KAPALUA, Hawaii -- Back on Maui for the first time in four years, Stuart Appleby made sure he wouldn't have to wait that long to return to the winners-only Mercedes Championships.
Appleby built a six-shot lead Sunday in windy conditions at Kapalua, then held off a dynamic charge from Vijay Singh to win the season-opening event on the PGA Tour.
The 32-year-old Aussie closed with a 2-under 71 for a one-stroke victory over Singh, who made Appleby work for the $1.06 million first-place check.
Leading by five shots with five holes to play, Appleby began playing conservatively and it nearly cost him. Singh birdied three straight holes, and had a chance to force an unlikely playoff until his 100-foot eagle putt from just off the 18th green turned away.
Appleby finished with six straight pars and was at 22-under 270.
Singh (70) earned $600,000 and showed he was serious about challenging Tiger Woods for No. 1 in the world. It was Singh's ninth consecutive finish in the top six, a streak not even Woods has ever assembled.
The big Fijian hit the ball better than anyone on the Plantation course, but simply missed too many putts inside 10 feet. When he finally got it going, he ran out of holes.
Darren Clarke had a 70 and finished five shots behind in his Mercedes Championships debut.
Woods closed with two straight birdies for a 71 and tied for fourth with Retief Goosen (73). Woods earned $275,000 to top $40 million for his career.
It was an impressive performance by Appleby, even though it got tighter than he would have preferred at the end. He began the final round with a two-shot lead, and tripled it by the time he played seven holes.
He tried to finish without any serious mistakes, making Singh catch him with a birdie on every hole. Singh almost pulled it off.
Woods, who missed the Mercedes Championships while recovering from knee surgery, was never a factor this week.
He started the final round seven shots behind - Woods has never made up that kind of deficit in the final round on the PGA - and needed to make up a lot of ground in a hurry.
Instead, his chances were swallowed up on three holes.
His second shot was just short of the green, leaving him about 30 feet for eagle. His putt turned at the cup, then caught the grain, slope and wind as it trickled 10 feet away. He had to settle for par.
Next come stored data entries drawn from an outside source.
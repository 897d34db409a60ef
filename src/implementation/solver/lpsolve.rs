// Copyright 2024 the bcp developers
//
// Permission is hereby granted, free of charge, to any person obtaining a copy of
// this software and associated documentation files (the "Software"), to deal in
// the Software without restriction, including without limitation the rights to
// use, copy, modify, merge, publish, distribute, sublicense, and/or sell copies of
// the Software, and to permit persons to whom the Software is furnished to do so,
// subject to the following conditions:
//
// The above copyright notice and this permission notice shall be included in all
// copies or substantial portions of the Software.
//
// THE SOFTWARE IS PROVIDED "AS IS", WITHOUT WARRANTY OF ANY KIND, EXPRESS OR
// IMPLIED, INCLUDING BUT NOT LIMITED TO THE WARRANTIES OF MERCHANTABILITY, FITNESS
// FOR A PARTICULAR PURPOSE AND NONINFRINGEMENT. IN NO EVENT SHALL THE AUTHORS OR
// COPYRIGHT HOLDERS BE LIABLE FOR ANY CLAIM, DAMAGES OR OTHER LIABILITY, WHETHER
// IN AN ACTION OF CONTRACT, TORT OR OTHERWISE, ARISING FROM, OUT OF OR IN
// CONNECTION WITH THE SOFTWARE OR THE USE OR OTHER DEALINGS IN THE SOFTWARE.

//! The LP constructor and the initial LP solve of a node: lazy construction
//! from the LP-state fork ancestor, installation of the initial columns
//! (through the pricing storage) and rows (through the constraint handlers
//! and the separation storage), and the cut application turning
//! single-column cuts into bound changes.

use super::{data, SolvingData, Tightened};
use crate::{BdChgOrigin, Event, LpSolstat, Result, Solver};

impl Solver {
    /// Applies the cuts waiting in the separation storage: single-column
    /// cuts become bound changes, everything else enters the LP as a row
    /// valid for the focus subtree (or globally, under the root flag).
    /// Returns whether a cut or reduction proved the node infeasible.
    pub(crate) fn apply_sepastore_cuts(&mut self, root: bool) -> Result<bool> {
        let cuts = self.sepastore.take_cuts();
        let mut cutoff = false;
        for mut cut in cuts {
            if cutoff {
                break;
            }
            if cut.coefs.is_empty() {
                // a constant row can only be a proof of infeasibility
                if cut.lhs > self.set.num_feastol || cut.rhs < -self.set.num_feastol {
                    cutoff = true;
                }
                continue;
            }
            if let Some((var, coef)) = cut.single_coef() {
                if self.set.is_zero(coef) {
                    if cut.lhs > self.set.num_feastol || cut.rhs < -self.set.num_feastol {
                        cutoff = true;
                    }
                    continue;
                }
                let (lbbound, ubbound) = if coef > 0.0 {
                    (cut.lhs / coef, cut.rhs / coef)
                } else {
                    (cut.rhs / coef, cut.lhs / coef)
                };
                let mut data = data!(self);
                if lbbound.is_finite() && !data.set.is_infinity(lbbound.abs()) {
                    cutoff |= data.tighten_lb(var, lbbound, BdChgOrigin::ConsHdlr)
                        == Tightened::Cutoff;
                }
                if !cutoff && ubbound.is_finite() && !data.set.is_infinity(ubbound.abs()) {
                    cutoff |= data.tighten_ub(var, ubbound, BdChgOrigin::ConsHdlr)
                        == Tightened::Cutoff;
                }
            } else {
                cut.depth = if root { 0 } else { self.tree.focus_depth() };
                self.lp.add_row(cut);
                self.sepastore.ncutsapplied += 1;
            }
        }
        Ok(cutoff)
    }

    /// Puts the LP relaxations of all initial constraints into the LP.
    pub(crate) fn init_conss_lp(&mut self, root: bool) -> Result<bool> {
        self.sepastore.start_initial_lp();
        log::debug!("init LP: initial rows");
        for i in 0..self.plugins.conshdlrs.len() {
            let mut data = data!(self);
            self.plugins.conshdlrs[i].plugin.init_lp(&mut data)?;
        }
        let cutoff = self.apply_sepastore_cuts(root)?;
        self.sepastore.end_initial_lp();
        Ok(cutoff)
    }

    /// Sets up the initial LP relaxation of the focus node: at the root the
    /// initial variables become columns, then every constraint handler
    /// installs its initial rows.
    fn init_lp(&mut self, root: bool) -> Result<bool> {
        if root {
            self.pricestore.start_initial_lp();
            log::debug!("init LP: initial columns");
            for id in self.prob.var_ids().collect::<Vec<_>>() {
                if self.prob.var(id).initial {
                    self.pricestore.add_var(id, 0.0);
                }
            }
            self.pricestore.apply_vars(&mut self.prob, &mut self.lp);
            self.pricestore.end_initial_lp();
        }
        self.init_conss_lp(root)
    }

    /// Constructs the LP of the focus node if it was not constructed yet.
    /// The warm-start state of the LP-state fork ancestor is kernel-internal
    /// and picked up on the next solve.
    pub fn construct_current_lp(&mut self) -> Result<bool> {
        let mut cutoff = false;
        if !self.tree.focuslpconstructed {
            log::debug!("loading LP at depth {}", self.tree.focus_depth());
            let initroot = self.tree.focus_depth() == 0 && self.lp.n_cols() == 0;
            self.tree.focuslpconstructed = true;
            cutoff = self.init_lp(initroot)?;
        }
        Ok(cutoff)
    }

    /// Loads and solves the initial LP of the focus node. On a clean solve
    /// the first-LP event fires, the node's LP state is recorded for its
    /// children, and the pseudo-cost updater runs.
    pub(crate) fn solve_node_initial_lp(&mut self) -> Result<(bool, bool)> {
        let cutoff = self.construct_current_lp()?;
        if cutoff {
            return Ok((true, false));
        }

        log::debug!("node: solve initial LP");
        let lperror =
            self.lp
                .solve_and_eval(&self.set, &mut self.stat, &mut self.prob, None, true, false)?;

        if !lperror {
            if !matches!(
                self.lp.solstat(),
                LpSolstat::IterLimit | LpSolstat::TimeLimit
            ) {
                self.events.emit(Event::FirstLpSolved(self.tree.focus_id()))?;
            }
            self.tree.store_focus_lpstate();
            self.update_pseudocost();
        }

        Ok((false, lperror))
    }
}

// ############################################################################
// #### TESTS #################################################################
// ############################################################################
On the 398-yard sixth hole, where marshals had players wait until the green was clear before teeing off, Woods' drive got hung up in the right rough, and his chip caught another slope and rolled some 50 feet away. Then, he overshot the seventh green for bogey, falling nine strokes behind.
It might not have mattered.
No one played more consistently than Appleby.
He was in his one little world - paradise, indeed, on Maui - and made winning look easy until the end.
Singh helped, thanks to another Jekyll & Hyde performance with his putter. He three-putted twice on the front nine and didn't make a birdie until the par-5 ninth.
Appleby hit his approach just above the hole on No. 4 for birdie, and played an aggressive second shot on No. 5, a 3-wood into the stiff Kona winds that carried a gorge and landed in the middle of the green. That left him an uphill putt and a simple birdie.
When he rolled in a 25-foot birdie putt on No. 7, he was at 23 under and led Singh by six.
Singh missed two more short birdies on Nos. 12 and 13, but then poured it on. He holed a 12-foot putt from just off the 14th green, made a 10-footer for birdie on the par-5 15th, then read the grain perfectly as he curled in a 20-foot birdie putt on the next hole.
Singh attacked the pin at No. 17 and had about 15 feet, but it just missed to the left.
Appleby played well left of the hazard on the par-5 18th, against the grandstand, and chipped to 8 feet. He missed the birdie putt, but by then, it didn't matter.
It was the fifth victory of his career, and second in his last four starts on the PGA Tour. Appleby won the Las Vegas Invitational in October to qualify for the Mercedes Championships.
He became the first player to qualify for next year's event.
Divots: David Toms, who had to miss the Mercedes Championships because of surgery on his left wrist, received last-place money of $65,000. It will not count on the PGA Tour money list. ... No one hit the green all week on the 398-yard sixth hole, which has a 70-foot slope down toward the putting surface. ... Jim Furyk failed to finish in the top 10 for the first time since the Mercedes Championships moved to Kapalua in 1999. He was 11th. The streak now belongs only to Tiger Woods, who has never finished worst than 10th in five appearances. ... Davis Love III hit a 476-yard drive on the 663-yard closing hole, which played downhill and with the wind.